Could exhaled methane be used as a possible indicator for hemodynamic changes in trauma induced hemorrhagic shock? Scientific basis supported by a case study.

INTRODUCTION: Identification of severe blood loss and hemorrhagic shock in polytrauma patients poses a key challenge for trauma teams across the world, as there are just a few objective parameters, on which clinicians can rely. We investigated the relationship between exhaled air methane (CH4) concentration and blood loss in a polytrauma patient. Decreased blood flow in the superior mesenteric artery (SMA) is one of the first compensatory responses to blood loss. Gases produced by the anaerobic flora of the intestinal segment supplied by the SMA are the primary source of exhaled CH4, which diffuses through the intestinal microvessels into the circulation and is finally eliminated through the lungs.

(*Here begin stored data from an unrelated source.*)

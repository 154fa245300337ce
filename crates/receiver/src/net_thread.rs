//! Threads de rede: aceitam clientes WebSocket e enviam os frames
//! decodificados para a thread principal via channel.

use crossbeam_channel::{Receiver, Sender, bounded};
use sensor_core::protocol::{StreamFrame, decode_frame};
use std::net::{SocketAddr, TcpListener, TcpStream};
use tracing::{debug, error, info, warn};
use tungstenite::Message;
use tungstenite::error::ProtocolError as WsProtocolError;

/// Frame recebido de um cliente.
#[derive(Debug, Clone)]
pub struct NetMessage {
    pub frame: StreamFrame,
    pub source_addr: SocketAddr,
    pub raw_size: usize,
}

/// Evento enviado das threads de rede para a thread principal.
#[derive(Debug, Clone)]
pub enum NetEvent {
    Connected(SocketAddr),
    Frame(NetMessage),
    /// Mensagem que não é um frame válido
    Invalid {
        source_addr: SocketAddr,
        raw: String,
        error: String,
    },
    Disconnected {
        source_addr: SocketAddr,
        graceful: bool,
        detail: String,
    },
}

/// Inicia a thread que aceita conexões. Retorna o receiver do channel.
pub fn spawn_server_thread(bind_ip: String, port: u16, capacity: usize) -> Receiver<NetEvent> {
    let (tx, rx) = bounded::<NetEvent>(capacity);

    let spawned = std::thread::Builder::new()
        .name("ws-acceptor".into())
        .spawn(move || {
            accept_loop(&tx, &bind_ip, port);
        });
    if let Err(e) = spawned {
        error!("Falha ao criar thread de rede: {e}");
    }

    rx
}

fn accept_loop(tx: &Sender<NetEvent>, bind_ip: &str, port: u16) {
    loop {
        match TcpListener::bind(format!("{bind_ip}:{port}")) {
            Ok(listener) => {
                info!("Servidor WebSocket em ws://{bind_ip}:{port}");

                for stream in listener.incoming() {
                    match stream {
                        Ok(stream) => spawn_client_thread(stream, tx.clone()),
                        Err(e) => warn!("Erro ao aceitar conexão: {e}"),
                    }
                }
            }
            Err(e) => {
                error!("Falha ao bind porta {port}: {e}. Tentando novamente em 2s...");
                std::thread::sleep(std::time::Duration::from_secs(2));
            }
        }
    }
}

fn spawn_client_thread(stream: TcpStream, tx: Sender<NetEvent>) {
    let addr = match stream.peer_addr() {
        Ok(addr) => addr,
        Err(e) => {
            warn!("Conexão sem endereço remoto: {e}");
            return;
        }
    };

    let spawned = std::thread::Builder::new()
        .name(format!("ws-client-{addr}"))
        .spawn(move || client_loop(stream, addr, &tx));
    if let Err(e) = spawned {
        error!("Falha ao criar thread para {addr}: {e}");
    }
}

fn client_loop(stream: TcpStream, addr: SocketAddr, tx: &Sender<NetEvent>) {
    let mut ws = match tungstenite::accept(stream) {
        Ok(ws) => ws,
        Err(e) => {
            warn!("Handshake falhou com {addr}: {e}");
            return;
        }
    };
    let _ = tx.send(NetEvent::Connected(addr));

    let (graceful, detail) = loop {
        match ws.read() {
            Ok(Message::Text(text)) => forward(tx, addr, text.as_bytes()),
            Ok(Message::Binary(data)) => forward(tx, addr, &data),
            Ok(Message::Close(frame)) => {
                debug!("Close de {addr}: {frame:?}");
            }
            Ok(_) => {}
            Err(tungstenite::Error::ConnectionClosed) => break (true, "fechamento normal".into()),
            Err(tungstenite::Error::Protocol(WsProtocolError::ResetWithoutClosingHandshake)) => {
                break (false, "conexão resetada sem close".into());
            }
            Err(e) => break (false, e.to_string()),
        }
    };

    let _ = tx.send(NetEvent::Disconnected {
        source_addr: addr,
        graceful,
        detail,
    });
}

fn forward(tx: &Sender<NetEvent>, addr: SocketAddr, raw: &[u8]) {
    let event = match decode_frame(raw) {
        Ok(frame) => NetEvent::Frame(NetMessage {
            frame,
            source_addr: addr,
            raw_size: raw.len(),
        }),
        Err(e) => NetEvent::Invalid {
            source_addr: addr,
            raw: String::from_utf8_lossy(raw).into_owned(),
            error: e.to_string(),
        },
    };

    // Non-blocking send: se o log está lento, descarta frames
    if tx.try_send(event).is_err() {
        debug!("Channel cheio, descartando frame de {addr}");
    }
}

#[cfg(test)]
mod tests {
    use super::*;
    use sensor_core::protocol::{ProtocolProfile, encode_frame};
    use sensor_core::types::Sample;
    use std::time::Duration;

    const WAIT: Duration = Duration::from_secs(5);

    fn addr() -> SocketAddr {
        "10.0.2.15:40000".parse().unwrap()
    }

    fn valid_frame() -> Vec<u8> {
        encode_frame(&Sample::default(), "walking", 1_500, ProtocolProfile::Full).unwrap()
    }

    #[test]
    fn forward_decodes_valid_frame() {
        let (tx, rx) = bounded(4);
        let raw = valid_frame();
        forward(&tx, addr(), &raw);

        match rx.try_recv() {
            Ok(NetEvent::Frame(msg)) => {
                assert_eq!(msg.source_addr, addr());
                assert_eq!(msg.raw_size, raw.len());
                assert_eq!(msg.frame.timestamp, 1_500);
                assert_eq!(msg.frame.label.as_deref(), Some("walking"));
            }
            other => panic!("esperava Frame, veio {other:?}"),
        }
    }

    #[test]
    fn forward_maps_garbage_to_invalid() {
        let (tx, rx) = bounded(4);
        forward(&tx, addr(), b"hello server");

        match rx.try_recv() {
            Ok(NetEvent::Invalid {
                source_addr, raw, ..
            }) => {
                assert_eq!(source_addr, addr());
                assert_eq!(raw, "hello server");
            }
            other => panic!("esperava Invalid, veio {other:?}"),
        }
    }

    #[test]
    fn forward_drops_when_channel_is_full() {
        let (tx, rx) = bounded(1);
        forward(&tx, addr(), &valid_frame());
        forward(&tx, addr(), &valid_frame());
        assert_eq!(rx.len(), 1);
    }

    #[test]
    fn client_session_over_loopback() {
        let listener = TcpListener::bind("127.0.0.1:0").unwrap();
        let port = listener.local_addr().unwrap().port();
        let (tx, rx) = bounded(16);

        let server = std::thread::spawn(move || {
            let (stream, peer) = listener.accept().unwrap();
            client_loop(stream, peer, &tx);
        });

        let stream = TcpStream::connect(("127.0.0.1", port)).unwrap();
        let (mut ws, _) = tungstenite::client(format!("ws://127.0.0.1:{port}/"), stream).unwrap();
        let text = String::from_utf8(valid_frame()).unwrap();
        ws.send(Message::Text(text)).unwrap();
        ws.send(Message::Text("not json".into())).unwrap();
        ws.close(None).unwrap();
        while ws.read().is_ok() {}

        assert!(matches!(rx.recv_timeout(WAIT), Ok(NetEvent::Connected(_))));
        assert!(matches!(rx.recv_timeout(WAIT), Ok(NetEvent::Frame(_))));
        assert!(matches!(
            rx.recv_timeout(WAIT),
            Ok(NetEvent::Invalid { .. })
        ));
        assert!(matches!(
            rx.recv_timeout(WAIT),
            Ok(NetEvent::Disconnected { graceful: true, .. })
        ));
        server.join().unwrap();
    }

    #[test]
    fn reset_without_close_is_not_graceful() {
        let listener = TcpListener::bind("127.0.0.1:0").unwrap();
        let port = listener.local_addr().unwrap().port();
        let (tx, rx) = bounded(16);

        let server = std::thread::spawn(move || {
            let (stream, peer) = listener.accept().unwrap();
            client_loop(stream, peer, &tx);
        });

        let stream = TcpStream::connect(("127.0.0.1", port)).unwrap();
        let (ws, _) = tungstenite::client(format!("ws://127.0.0.1:{port}/"), stream).unwrap();
        drop(ws);

        assert!(matches!(rx.recv_timeout(WAIT), Ok(NetEvent::Connected(_))));
        assert!(matches!(
            rx.recv_timeout(WAIT),
            Ok(NetEvent::Disconnected { graceful: false, .. })
        ));
        server.join().unwrap();
    }
}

We hypothesized that diminution of exhaled CH4 indicates blood loss and tested our theory in a severely injured patient. METHODS: Exhaled CH4 concentrations of a severely injured patient were measured using a photoacoustic spectroscope (PAS) attached to the exhalation side of the breathing circuit. The primary objective was to investigate the relationship between exhaled CH4 and conventional indicators of hemorrhage including hemoglobin (Hb) levels, base deficit (BD) values and vital parameters (heart rate and systolic blood pressure) in the early phase of in-hospital care (first 4 h). RESULTS: A severely injured patient was admitted with unstable hemodynamic parameters and incomplete left lower limb amputation, (Injury Severity Score: 38, 74/36 mmHg, 76 bpm). At the time of arrival, considerably lower CH4 levels were detected (22,800 PAU) in the exhaled air. During the first 4 h fluid and massive blood resuscitation, the exhaled CH4 levels were continuously rising in parallel with Htc and Hb values. Corresponding to these changes, BD values displayed a decreasing tendency. DISCUSSION: Our study was conducted to characterize the changes in exhaled air CH4 concentration in response to hemorrhagic shock and to provide data on a viable clinical use of an experimental technique. According to our results, the real-time detection of exhaled air CH4 concentration is an applicable and promising technique for the early detection of bleeding and hemorrhagic shock in severely injured patients. Further research on large sample size and refinement of the PAS technique is required.